The amount of sewage sludge being applied to land in the EU has dramatically increased. This is as a result of Directive 91/271/EEC (EEC, 1991), which states that the sludge produced from wastewater treatment plants ?shall be reused wherever appropriate? and the Landfill Directive, 1999/31/EC (EC, 1999), which requires that, by 2014, the disposal of biodegradable municipal waste via landfill is to be reduced to 85 % of the total amount produced in 1995. Consequently, the land application of biosolids provides a sustainable and beneficial alternative to landfilling. Although Germany and the U.K. are two of the largest producers of sewage sludge in the EU, Ireland, the U.K. and Spain are at the forefront of EU countries in terms of the percentage of sludge reused on agricultural lands. This is in line with national and EU policy, which warns against over-reliance on landfill and supports resource efficiency and re-use of waste (EPA, 2012). In addition, the minimisation, recycling and recovering of waste is one of the six key goals as set out by the EPA (EPA, 2007; referenced in EPA, 2012). In some countries e.g. Norway, producers of biosolids are responsible for both the quality and content of the biosolids; they must not contain organic pollutants, pesticides, antibiotic or other organic substances which may present health and environmental hazards associated with the use of the product. Stabilisation and disinfection (hygienisation) of all biosolids are required prior to land application and must be ploughed-in when applied to arable land. Re-use of land after biosolid usage must also be considered e.g. grazed grassland needs up to 3 years to recover after biosolid applications before it can return to grazing conditions. This may also be the case for potatoes and soft fruits, but is not the case for cultivation of cereals for human consumption.

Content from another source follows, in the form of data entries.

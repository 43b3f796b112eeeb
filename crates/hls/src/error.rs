use thiserror::Error;

/// Errors raised while reading a playlist.
#[derive(Debug, Clone, PartialEq, Eq, Error)]
pub enum ManifestError {
    /// The playlist structure cannot be interpreted. `line` is 1-based.
    #[error("malformed manifest at line {line}: {reason}")]
    MalformedManifest { line: usize, reason: String },

    /// A tag is missing an attribute it cannot work without.
    #[error("line {line}: {tag} is missing required attribute {attribute}")]
    InvalidAttribute {
        line: usize,
        tag: &'static str,
        attribute: &'static str,
    },
}

impl ManifestError {
    pub fn malformed(line: usize, reason: impl Into<String>) -> Self {
        Self::MalformedManifest {
            line,
            reason: reason.into(),
        }
    }
}
/// Everything known about a title once its manifests are resolved.
#[derive(Debug, Clone)]
pub struct TitlePlan {
    /// Rewritten top manifest, excluded variants removed.
    pub manifest: Manifest,
    /// Variant streams in playlist order, then renditions, excluded ones included.
    pub variants: Vec<Variant>,
    /// Rewritten child manifests keyed by their title-root-relative location.
    children: Vec<(String, Manifest)>,
}

impl TitlePlan {
    /// Retained variant streams, renditions not counted.
    pub fn retained(&self) -> usize {
        self.variants
            .iter()
            .filter(|v| v.included && v.kind == StreamKind::Main)
            .count()
    }

    /// Variant streams of the top manifest, renditions not counted.
    pub fn main_variants(&self) -> usize {
        self.variants
            .iter()
            .filter(|v| v.kind == StreamKind::Main)
            .count()
    }

    pub fn child_manifests(&self) -> impl Iterator<Item = (&str, &Manifest)> {
        self.children.iter().map(|(loc, m)| (loc.as_str(), m))
    }
}

/// A child reference of the top manifest, whichever tag it came from.
#[derive(Clone, Copy)]
enum ChildStream<'a> {
    Variant(&'a VariantEntry),
    Rendition(&'a RenditionEntry),
}

impl ChildStream<'_> {
    fn kind(&self) -> StreamKind {
        match self {
            Self::Variant(_) => StreamKind::Main,
            Self::Rendition(entry) => entry.kind,
        }
    }

    fn reference(&self) -> &str {
        match self {
            Self::Variant(entry) => &entry.reference,
            Self::Rendition(entry) => &entry.reference,
        }
    }

    fn stream_info(&self) -> &StreamInfo {
        match self {
            Self::Variant(entry) => &entry.stream_info,
            Self::Rendition(entry) => &entry.stream_info,
        }
    }

    /// The URI line of a variant, the tag line of a rendition.
    fn reference_line(&self) -> usize {
        match self {
            Self::Variant(entry) => entry.reference_line,
            Self::Rendition(entry) => entry.line,
        }
    }

    /// Lines dropped from the top manifest when the stream is excluded.
    fn lines(&self) -> Vec<usize> {
        match self {
            Self::Variant(entry) => entry.lines().to_vec(),
            Self::Rendition(entry) => vec![entry.line],
        }
    }

    /// Directory name for a reference that has none.
    fn fallback_label(&self, family: CodecFamily) -> String {
        match self {
            Self::Variant(entry) => variant_label(entry, family),
            Self::Rendition(entry) => rendition_label(entry),
        }
    }
}

pub struct DownloadOrchestrator {
    source: Arc<dyn TitleSource>,
    transfer: Arc<dyn Transfer>,
    classifier: VariantClassifier,
    rewriter: PathRewriter,
    policy: RetryPolicy,
    concurrency: usize,
    /// Transfers in flight across every title sharing this orchestrator.
    permits: Arc<Semaphore>,
}
#[cfg(test)]
mod tests {
    use super::*;
    use proptest::prelude::*;

    #[test]
    fn test_rewrite_relative_variant() {
        let rewriter = PathRewriter::default();
        assert_eq!(
            rewriter.rewrite("vp9_720p/video.m3u8"),
            "m3u8/vp9_720p/video.m3u8"
        );
        assert_eq!(rewriter.rewrite("./1080p/video.m3u8?t=1"), "m3u8/1080p/video.m3u8");
    }

    #[test]
    fn test_rewrite_absolute_variant() {
        let rewriter = PathRewriter::default();
        assert_eq!(
            rewriter.rewrite("https://vz.example.net/tok/uuid/720p/video.m3u8?exp=9"),
            "m3u8/720p/video.m3u8"
        );
    }

    #[test]
    fn test_rewrite_flat_variant_gets_own_directory() {
        let rewriter = PathRewriter::default();
        assert_eq!(rewriter.rewrite("720.m3u8"), "m3u8/720/720.m3u8");
    }

    #[test]
    fn test_rewrite_is_idempotent() {
        let rewriter = PathRewriter::default();
        let once = rewriter.rewrite("1080p/video.m3u8");
        assert_eq!(rewriter.rewrite(&once), once);
        assert!(rewriter.is_rewritten(&once));
        assert!(!rewriter.is_rewritten("m3u8x/video.m3u8"));
    }

    #[test]
    fn test_rewrite_fragment() {
        let rewriter = PathRewriter::default();
        let child = "m3u8/vp9_720p/video.m3u8";
        assert_eq!(
            rewriter.rewrite_fragment(child, "video1.m4s"),
            "m3u8/vp9_720p/video1.m4s"
        );
        assert_eq!(
            rewriter.rewrite_fragment(child, "seg/video2.m4s"),
            "m3u8/vp9_720p/seg/video2.m4s"
        );
        assert_eq!(
            rewriter.rewrite_fragment(child, "https://cdn.example.com/a/b/video3.m4s?sig=x"),
            "m3u8/vp9_720p/video3.m4s"
        );
        let once = rewriter.rewrite_fragment(child, "video1.m4s");
        assert_eq!(rewriter.rewrite_fragment(child, &once), once);
    }

    #[test]
    fn test_rewrite_master_drops_excluded() {
        let text = "#EXTM3U\n\
#EXT-X-STREAM-INF:BANDWIDTH=1,CODECS=\"vp09.00.10.08\"\n\
vp9_1080p/video.m3u8\n\
#EXT-X-STREAM-INF:BANDWIDTH=2,CODECS=\"avc1.640028\"\n\
1080p/video.m3u8\n";
        let manifest = Manifest::parse(text).unwrap();
        let variants = manifest.variants();
        let rewritten = PathRewriter::default().rewrite_master(
            &manifest,
            variants[0].lines(),
            &HashMap::new(),
        );
        assert_eq!(
            rewritten.serialize(),
            "#EXTM3U\n#EXT-X-STREAM-INF:BANDWIDTH=2,CODECS=\"avc1.640028\"\nm3u8/1080p/video.m3u8\n"
        );
    }

    #[test]
    fn test_rewrite_master_uses_assigned_locations() {
        let text = "#EXTM3U\n\
#EXT-X-MEDIA:TYPE=AUDIO,GROUP-ID=\"a\",NAME=\"en\",URI=\"audio.m3u8\"\n\
#EXT-X-STREAM-INF:BANDWIDTH=1,AUDIO=\"a\"\n\
https://cdn.example.com/a/1080p/video.m3u8\n\
#EXT-X-STREAM-INF:BANDWIDTH=2,AUDIO=\"a\"\n\
https://cdn.example.com/b/1080p/video.m3u8\n";
        let manifest = Manifest::parse(text).unwrap();
        let mut allocator = LocationAllocator::default();
        let mut locations = HashMap::new();
        locations.insert(1, allocator.allocate("audio.m3u8", "audio_en"));
        for variant in manifest.variants() {
            let location = allocator.allocate(&variant.reference, "unused");
            locations.insert(variant.reference_line, location);
        }

        let rewritten =
            PathRewriter::default().rewrite_master(&manifest, std::iter::empty(), &locations);
        assert_eq!(
            rewritten.serialize(),
            "#EXTM3U\n\
#EXT-X-MEDIA:TYPE=AUDIO,GROUP-ID=\"a\",NAME=\"en\",URI=\"m3u8/audio_en/audio.m3u8\"\n\
#EXT-X-STREAM-INF:BANDWIDTH=1,AUDIO=\"a\"\n\
m3u8/1080p/video.m3u8\n\
#EXT-X-STREAM-INF:BANDWIDTH=2,AUDIO=\"a\"\n\
m3u8/1080p_2/video.m3u8\n"
        );
    }

    #[test]
    fn test_allocator_separates_clashing_directories() {
        let mut allocator = LocationAllocator::default();
        let first = allocator.allocate("https://cdn.example.com/a/1080p/video.m3u8", "1080p");
        let second = allocator.allocate("https://cdn.example.com/b/1080p/video.m3u8", "1080p");
        let third = allocator.allocate("1080p/video.m3u8", "1080p");
        assert_eq!(first, "m3u8/1080p/video.m3u8");
        assert_eq!(second, "m3u8/1080p_2/video.m3u8");
        assert_eq!(third, "m3u8/1080p_3/video.m3u8");
        assert_eq!(directory_name(&second), "1080p_2");

        // a repeated reference keeps its location
        assert_eq!(
            allocator.allocate("https://cdn.example.com/b/1080p/video.m3u8", "x"),
            second
        );
    }

    #[test]
    fn test_allocator_names_flat_references_after_the_label() {
        let mut allocator = LocationAllocator::default();
        assert_eq!(allocator.allocate("hi.m3u8", "1080p"), "m3u8/1080p/hi.m3u8");
        assert_eq!(allocator.allocate("lo.m3u8", "1080p"), "m3u8/1080p_2/lo.m3u8");
        assert_eq!(allocator.allocate("x.m3u8", "a b/c"), "m3u8/a_b_c/x.m3u8");
        assert_eq!(directory_name("m3u8/hls/720p/v.m3u8"), "720p");
    }

    #[test]
    fn test_rewrite_child() {
        let text = "#EXTM3U\n\
#EXT-X-MAP:URI=\"init.mp4\"\n\
#EXTINF:4,\n\
video1.m4s\n\
#EXTINF:4,\n\
https://cdn.example.com/x/video2.m4s?t=1\n\
#EXT-X-ENDLIST\n";
        let manifest = Manifest::parse(text).unwrap();
        let child = PathRewriter::default().rewrite_child("m3u8/vp9_720p/video.m3u8", &manifest);

        let rewritten: Vec<_> = child.fragments.iter().map(|f| f.rewritten.as_str()).collect();
        assert_eq!(
            rewritten,
            vec![
                "m3u8/vp9_720p/init.mp4",
                "m3u8/vp9_720p/video1.m4s",
                "m3u8/vp9_720p/video2.m4s"
            ]
        );
        assert!(child.fragments[0].is_init);
        assert_eq!(
            child.manifest.serialize(),
            "#EXTM3U\n#EXT-X-MAP:URI=\"init.mp4\"\n#EXTINF:4,\nvideo1.m4s\n#EXTINF:4,\nvideo2.m4s\n#EXT-X-ENDLIST\n"
        );
    }

    #[test]
    fn test_rewrite_child_dedupes_byte_range_fragments() {
        let text = "#EXTM3U\n#EXTINF:4,\nall.mp4\n#EXTINF:4,\nall.mp4\n";
        let manifest = Manifest::parse(text).unwrap();
        let child = PathRewriter::default().rewrite_child("m3u8/a/v.m3u8", &manifest);
        assert_eq!(child.fragments.len(), 1);
    }

    #[test]
    fn test_rewrite_child_keeps_clashing_names_apart() {
        let text = "#EXTM3U\n\
#EXTINF:6.0,\n\
https://cdn.example.com/s/a/seg.ts\n\
#EXTINF:6.0,\n\
https://cdn.example.com/s/b/seg.ts\n\
#EXTINF:6.0,\n\
seg.ts\n";
        let manifest = Manifest::parse(text).unwrap();
        let child = PathRewriter::default().rewrite_child("m3u8/720p/video.m3u8", &manifest);

        let rewritten: Vec<_> = child.fragments.iter().map(|f| f.rewritten.as_str()).collect();
        assert_eq!(
            rewritten,
            vec![
                "m3u8/720p/seg.ts",
                "m3u8/720p/seg_2.ts",
                "m3u8/720p/seg_3.ts"
            ]
        );
        assert_eq!(child.fragments[1].original, "https://cdn.example.com/s/b/seg.ts");
        assert_eq!(
            child.manifest.serialize(),
            "#EXTM3U\n#EXTINF:6.0,\nseg.ts\n#EXTINF:6.0,\nseg_2.ts\n#EXTINF:6.0,\nseg_3.ts\n"
        );
    }

    #[test]
    fn test_rewrite_child_never_overwrites_its_playlist() {
        let text = "#EXTM3U\n#EXTINF:6.0,\nhttps://cdn.example.com/x/video.m3u8\n";
        let manifest = Manifest::parse(text).unwrap();
        let child = PathRewriter::default().rewrite_child("m3u8/720p/video.m3u8", &manifest);
        assert_eq!(child.fragments[0].rewritten, "m3u8/720p/video_2.m3u8");
    }

    #[test]
    fn test_local_path() {
        let rewriter = PathRewriter::default();
        let path = rewriter.local_path(Path::new("/data/42"), "m3u8/1080p/video1.m4s");
        assert_eq!(path, Path::new("/data/42/m3u8/1080p/video1.m4s"));
    }

    proptest! {
        #[test]
        fn prop_rewrite_is_idempotent(reference in "(https://h\\.example/)?[a-z0-9_./]{0,30}(\\?[a-z=0-9]{1,8})?") {
            let rewriter = PathRewriter::default();
            let once = rewriter.rewrite(&reference);
            prop_assert!(rewriter.is_rewritten(&once));
            prop_assert_eq!(rewriter.rewrite(&once), once.clone());

            let fragment = rewriter.rewrite_fragment(&once, &reference);
            prop_assert!(fragment.starts_with("m3u8/"));
            prop_assert_eq!(rewriter.rewrite_fragment(&once, &fragment), fragment.clone());
        }
    }
}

In Ireland, the application rate of biosolids to land is governed by EU Directive 86/278/EEC (EEC, 1986), and is enacted in the ?Codes of Good Practice for the Use of Biosolids in Agriculture? (Fehily Timoney and Company, 1999), which set out limits for metal application, and S.I. 610 of 2010, which sets out nutrient (P and N) limits for various crops grown in Ireland. These guidelines do not consider the relationship between biosolid application rates and surface runoff of nutrients, suspended sediment (SS), pathogens, emerging contaminants (EC), or metals; nor do they consider the dose-response relationship between associated hazards and human health. Generally, when applying biosolids based on these guidelines and depending on the nutrient and metal content of the biosolids, P becomes the limiting factor for application. In the U.S.A., the application of biosolids to land is governed by The Standards for the Use or Disposal of Sewage Sludge (U.S. EPA, 1993), and is applied to land based on the nitrogen (N) requirement of the crop being grown and is not based on a soil test (McDonald and Wall, 2011). Therefore, less land is required for the disposal of biosolids than in countries where it is spread based on P content. Evanylo (2006) suggests that when soil P poses a threat to water quality in the U.S.A., the application rate could be determined on the P needs of the crop. A consequence of excessive application rates could be nutrient losses where an application is followed by a rainfall event, or excessive heavy metals transfer from spreading lands along the export continuum to a waterbody with subsequent adverse effects to the environment (Navas et al., 1999).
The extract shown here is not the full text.